In the lead-up to the hearing, Cara and Joey begin producing a new paper, the Guardian. Cara is editor-in-chief, but the kids make it and distribute the new paper without using school materials or accepting help from teachers. When Dr. Barnes finds a copy on the floor, he calls Cara into his office. She promises to print “Please don’t litter” on the next edition. She can tell this makes him very angry, but she knows he can do nothing about it because the new paper has nothing to do with the school.

The whole class attends the hearing, and the school board hears both Dr. Barnes and Mr. Larson tell their sides of the story about Cara’s newspaper.

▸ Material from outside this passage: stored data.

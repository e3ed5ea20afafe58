//! Route modules for the mark service

pub mod books;
pub mod health;
pub mod marks;

use axum::{
    async_trait,
    extract::{FromRequest, FromRequestParts, Query, Request, State},
    http::{header, request::Parts},
    middleware::{self, Next},
    response::Response,
    Json, Router,
};
use serde::de::DeserializeOwned;
use tower_http::cors::{Any, CorsLayer};
use tower_http::trace::TraceLayer;

use crate::error::{AppError, Result};
use crate::state::AppState;

/// Build the application router
pub fn app(state: AppState) -> Router {
    let cors = CorsLayer::new()
        .allow_origin(Any)
        .allow_methods(Any)
        .allow_headers(Any);

    let api = Router::new()
        .nest("/mark", marks::router())
        .nest("/book", books::router())
        .route_layer(middleware::from_fn_with_state(state.clone(), require_token));

    Router::new()
        .merge(health::router())
        .nest("/api", api)
        .layer(TraceLayer::new_for_http())
        .layer(cors)
        .with_state(state)
}

/// JSON body extractor whose rejections use the service's error body
pub struct AppJson<T>(pub T);

#[async_trait]
impl<S, T> FromRequest<S> for AppJson<T>
where
    T: DeserializeOwned,
    S: Send + Sync,
{
    type Rejection = AppError;

    async fn from_request(request: Request, state: &S) -> std::result::Result<Self, Self::Rejection> {
        let Json(value) = Json::<T>::from_request(request, state).await?;
        Ok(Self(value))
    }
}

/// Query string extractor, see [`AppJson`]
pub struct AppQuery<T>(pub T);

#[async_trait]
impl<S, T> FromRequestParts<S> for AppQuery<T>
where
    T: DeserializeOwned,
    S: Send + Sync,
{
    type Rejection = AppError;

    async fn from_request_parts(parts: &mut Parts, state: &S) -> std::result::Result<Self, Self::Rejection> {
        let Query(value) = Query::<T>::from_request_parts(parts, state).await?;
        Ok(Self(value))
    }
}

/// Reject requests without the configured bearer token
async fn require_token(State(state): State<AppState>, request: Request, next: Next) -> Result<Response> {
    if let Some(expected) = state.config().server.api_token.as_deref() {
        let provided = request
            .headers()
            .get(header::AUTHORIZATION)
            .and_then(|v| v.to_str().ok())
            .and_then(|v| v.strip_prefix("Bearer "));

        if provided != Some(expected) {
            tracing::warn!("Rejected unauthenticated {} {}", request.method(), request.uri().path());
            return Err(AppError::Unauthenticated);
        }
    }

    Ok(next.run(request).await)
}

#[cfg(test)]
mod tests {
    use super::*;
    use axum::body::Body;
    use axum::http::{Method, StatusCode};
    use serde_json::{json, Value};
    use tower::ServiceExt;

    use crate::config::Config;
    use crate::db::create_memory_pool;

    async fn test_app(token: Option<&str>) -> Router {
        let mut config = Config::default();
        config.server.api_token = token.map(str::to_string);
        let pool = create_memory_pool().await.unwrap();
        app(AppState::new(config, pool))
    }

    async fn call(app: &Router, method: Method, uri: &str, body: Option<Value>) -> (StatusCode, Value) {
        let mut builder = axum::http::Request::builder().method(method).uri(uri);
        let body = match body {
            Some(value) => {
                builder = builder.header(header::CONTENT_TYPE, "application/json");
                Body::from(value.to_string())
            }
            None => Body::empty(),
        };

        let response = app
            .clone()
            .oneshot(builder.body(body).unwrap())
            .await
            .unwrap();
        let status = response.status();
        let bytes = axum::body::to_bytes(response.into_body(), usize::MAX)
            .await
            .unwrap();
        let value = if bytes.is_empty() {
            Value::Null
        } else {
            serde_json::from_slice(&bytes).unwrap()
        };
        (status, value)
    }

    fn new_mark() -> Value {
        json!({
            "bookId": "book-1",
            "epubcfi": "epubcfi(/6/4!/4/2,/1:0,/1:12)",
            "selectedString": "Call me Ishmael",
            "color": "red",
            "content": "",
            "type": "highlight",
            "title": "Loomings"
        })
    }

    #[tokio::test]
    async fn test_health() {
        let app = test_app(Some("secret")).await;

        let (status, body) = call(&app, Method::GET, "/health", None).await;

        assert_eq!(status, StatusCode::OK);
        assert_eq!(body["status"], "healthy");
    }

    #[tokio::test]
    async fn test_mark_lifecycle() {
        let app = test_app(None).await;

        let (status, body) = call(&app, Method::POST, "/api/mark/create", Some(new_mark())).await;
        assert_eq!(status, StatusCode::OK);
        let id = body["data"].as_str().unwrap().to_string();

        let (_, body) = call(&app, Method::GET, "/api/mark?bookId=book-1&type=highlight", None).await;
        let marks = body["data"].as_array().unwrap();
        assert_eq!(marks.len(), 1);
        assert_eq!(marks[0]["id"], id.as_str());
        assert_eq!(marks[0]["color"], "red");
        assert_eq!(marks[0]["title"], "Loomings");

        let mut update = new_mark();
        update["id"] = json!(id);
        update["color"] = json!("blue-grey");
        update["content"] = json!("opening line");
        let (status, body) = call(&app, Method::POST, "/api/mark/update", Some(update)).await;
        assert_eq!(status, StatusCode::OK);
        assert_eq!(body["data"], id.as_str());

        let (_, body) = call(&app, Method::GET, "/api/mark?bookId=book-1", None).await;
        assert_eq!(body["data"][0]["color"], "blue-grey");
        assert_eq!(body["data"][0]["content"], "opening line");

        let (status, _) = call(
            &app,
            Method::POST,
            "/api/mark/destroy",
            Some(json!({ "id": id, "bookId": "book-1" })),
        )
        .await;
        assert_eq!(status, StatusCode::OK);

        let (_, body) = call(&app, Method::GET, "/api/mark?bookId=book-1", None).await;
        assert!(body["data"].as_array().unwrap().is_empty());
    }

    #[tokio::test]
    async fn test_type_filter() {
        let app = test_app(None).await;
        call(&app, Method::POST, "/api/mark/create", Some(new_mark())).await;
        let mut bookmark = new_mark();
        bookmark["type"] = json!("bookmark");
        bookmark["color"] = json!("");
        bookmark["epubcfi"] = json!("epubcfi(/6/8)");
        call(&app, Method::POST, "/api/mark/create", Some(bookmark)).await;

        let (_, body) = call(&app, Method::GET, "/api/mark?bookId=book-1&type=bookmark", None).await;
        let marks = body["data"].as_array().unwrap();
        assert_eq!(marks.len(), 1);
        assert_eq!(marks[0]["type"], "bookmark");
        assert_eq!(marks[0]["color"], "");
    }

    #[tokio::test]
    async fn test_missing_mark_is_not_found() {
        let app = test_app(None).await;

        let (status, body) = call(
            &app,
            Method::POST,
            "/api/mark/destroy",
            Some(json!({ "id": "nope", "bookId": "book-1" })),
        )
        .await;

        assert_eq!(status, StatusCode::NOT_FOUND);
        assert_eq!(body["error"], "not_found");
    }

    #[tokio::test]
    async fn test_create_requires_book() {
        let app = test_app(None).await;
        let mut mark = new_mark();
        mark["bookId"] = json!("");

        let (status, body) = call(&app, Method::POST, "/api/mark/create", Some(mark)).await;

        assert_eq!(status, StatusCode::BAD_REQUEST);
        assert_eq!(body["error"], "bad_request");
    }

    #[tokio::test]
    async fn test_empty_cfi_rejected() {
        let app = test_app(None).await;
        let mut mark = new_mark();
        mark["epubcfi"] = json!("");

        let (status, body) = call(&app, Method::POST, "/api/mark/create", Some(mark)).await;

        assert_eq!(status, StatusCode::BAD_REQUEST);
        assert_eq!(body["error"], "bad_request");
    }

    #[tokio::test]
    async fn test_malformed_body_uses_error_body() {
        let app = test_app(None).await;

        let request = axum::http::Request::builder()
            .method(Method::POST)
            .uri("/api/mark/create")
            .header(header::CONTENT_TYPE, "application/json")
            .body(Body::from("{not json"))
            .unwrap();
        let response = app.clone().oneshot(request).await.unwrap();
        assert_eq!(response.status(), StatusCode::BAD_REQUEST);
        let bytes = axum::body::to_bytes(response.into_body(), usize::MAX)
            .await
            .unwrap();
        let body: Value = serde_json::from_slice(&bytes).unwrap();
        assert_eq!(body["error"], "bad_request");

        let (status, body) = call(&app, Method::GET, "/api/mark?bookId=book-1&type=scribble", None).await;
        assert_eq!(status, StatusCode::BAD_REQUEST);
        assert_eq!(body["error"], "bad_request");
    }

    #[tokio::test]
    async fn test_update_cannot_move_mark_to_other_book() {
        let app = test_app(None).await;
        let (_, body) = call(&app, Method::POST, "/api/mark/create", Some(new_mark())).await;
        let id = body["data"].as_str().unwrap().to_string();

        let mut update = new_mark();
        update["id"] = json!(id);
        update["bookId"] = json!("book-2");
        let (status, body) = call(&app, Method::POST, "/api/mark/update", Some(update)).await;

        assert_eq!(status, StatusCode::NOT_FOUND);
        assert_eq!(body["error"], "not_found");
        let (_, body) = call(&app, Method::GET, "/api/mark?bookId=book-1", None).await;
        assert_eq!(body["data"].as_array().unwrap().len(), 1);
    }

    #[tokio::test]
    async fn test_current_position() {
        let app = test_app(None).await;

        let (_, body) = call(&app, Method::GET, "/api/book/book-1", None).await;
        assert_eq!(body["data"], "");

        let (status, body) = call(
            &app,
            Method::POST,
            "/api/book/book-1/update",
            Some(json!({ "current": "epubcfi(/6/10!/4/2/1:0)" })),
        )
        .await;
        assert_eq!(status, StatusCode::OK);
        assert_eq!(body["data"], "epubcfi(/6/10!/4/2/1:0)");

        let (_, body) = call(&app, Method::GET, "/api/book/book-1", None).await;
        assert_eq!(body["data"], "epubcfi(/6/10!/4/2/1:0)");
    }

    #[tokio::test]
    async fn test_token_enforced() {
        let app = test_app(Some("secret")).await;

        let (status, body) = call(&app, Method::GET, "/api/mark?bookId=book-1", None).await;
        assert_eq!(status, StatusCode::UNAUTHORIZED);
        assert_eq!(body["error"], "unauthenticated");

        let request = axum::http::Request::builder()
            .uri("/api/mark?bookId=book-1")
            .header(header::AUTHORIZATION, "Bearer secret")
            .body(Body::empty())
            .unwrap();
        let response = app.clone().oneshot(request).await.unwrap();
        assert_eq!(response.status(), StatusCode::OK);

        let request = axum::http::Request::builder()
            .uri("/api/book/book-1")
            .header(header::AUTHORIZATION, "Bearer wrong")
            .body(Body::empty())
            .unwrap();
        let response = app.oneshot(request).await.unwrap();
        assert_eq!(response.status(), StatusCode::UNAUTHORIZED);
    }
}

When it is Mr. Larson’s turn to speak, he points out that schools are supposed to have specific guidelines in place if they want to censor a student newspaper. Michael, the boy who wrote the story about his parents’ divorce, reads his piece out loud. It is gritty and realistic; it includes a part about running away from his dad and finding the police at his house when he returns. His story ends with his acceptance of the new situation, however, and he acknowledges that divorce is not the end of love in a family.

By the time Michael finishes reading his story, several members of the audience are crying. Mr. Larson says that this sort of writing is not only appropriate but necessary for elementary school students because it concerns an issue that is part of their lives. He admits that he has been a poor teacher in the past:

But what has happened with this newspaper—and that includes allowing this story to be published—is some of the best work I have done in all my nineteen years as a teacher. If I am to be fired, please, let it be for something other than this.

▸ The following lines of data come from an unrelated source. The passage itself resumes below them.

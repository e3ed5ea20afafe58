//! Last-read position storage

use chrono::Utc;
use sqlx::SqlitePool;

use crate::error::Result;

/// Book position repository
pub struct BookRepository<'a> {
    pool: &'a SqlitePool,
}

impl<'a> BookRepository<'a> {
    pub fn new(pool: &'a SqlitePool) -> Self {
        Self { pool }
    }

    /// Saved position, empty when the book was never opened
    pub async fn current(&self, book_id: &str) -> Result<String> {
        let row: Option<(String,)> = sqlx::query_as("SELECT current FROM books WHERE id = ?")
            .bind(book_id)
            .fetch_optional(self.pool)
            .await?;

        Ok(row.map(|(current,)| current).unwrap_or_default())
    }

    /// Store the position, creating the book row on first use
    pub async fn set_current(&self, book_id: &str, current: &str) -> Result<String> {
        let now = Utc::now().to_rfc3339();

        sqlx::query(
            r#"
            INSERT INTO books (id, current, updated_at)
            VALUES (?, ?, ?)
            ON CONFLICT(id) DO UPDATE SET current = excluded.current, updated_at = excluded.updated_at
            "#,
        )
        .bind(book_id)
        .bind(current)
        .bind(&now)
        .execute(self.pool)
        .await?;

        Ok(current.to_string())
    }
}
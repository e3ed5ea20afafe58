//! Last-read position routes

use axum::{
    extract::{Path, State},
    routing::{get, post},
    Json, Router,
};

use crate::api::{ApiResponse, UpdateCurrentParams};
use crate::db::BookRepository;
use crate::error::Result;
use crate::state::AppState;

use super::AppJson;

/// Create the books router
pub fn router() -> Router<AppState> {
    Router::new()
        .route("/:id", get(get_current))
        .route("/:id/update", post(update_current))
}

/// Saved position of a book, empty when none was saved
async fn get_current(
    State(state): State<AppState>,
    Path(id): Path<String>,
) -> Result<Json<ApiResponse<String>>> {
    let current = BookRepository::new(state.db()).current(&id).await?;
    Ok(Json(ApiResponse::new(current)))
}

async fn update_current(
    State(state): State<AppState>,
    Path(id): Path<String>,
    AppJson(params): AppJson<UpdateCurrentParams>,
) -> Result<Json<ApiResponse<String>>> {
    let current = BookRepository::new(state.db())
        .set_current(&id, &params.current)
        .await?;
    Ok(Json(ApiResponse::new(current)))
}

When he sits down, everyone leaps up and applauds. The school board knows it has lost, and the members vote against disciplining Mr. Larson.

As everyone leaves, Cara’s friends hand out the latest edition of The Landry News. There is only one article: “LARSON IS VINDICATED!” In it, Cara thanks Mr. Larson for helping The Landry News become a good-hearted newspaper, and she says her time in his class has been the best of her school career. She ends the article with the hope that Mr. Larson will be voted Teacher of the Year once again.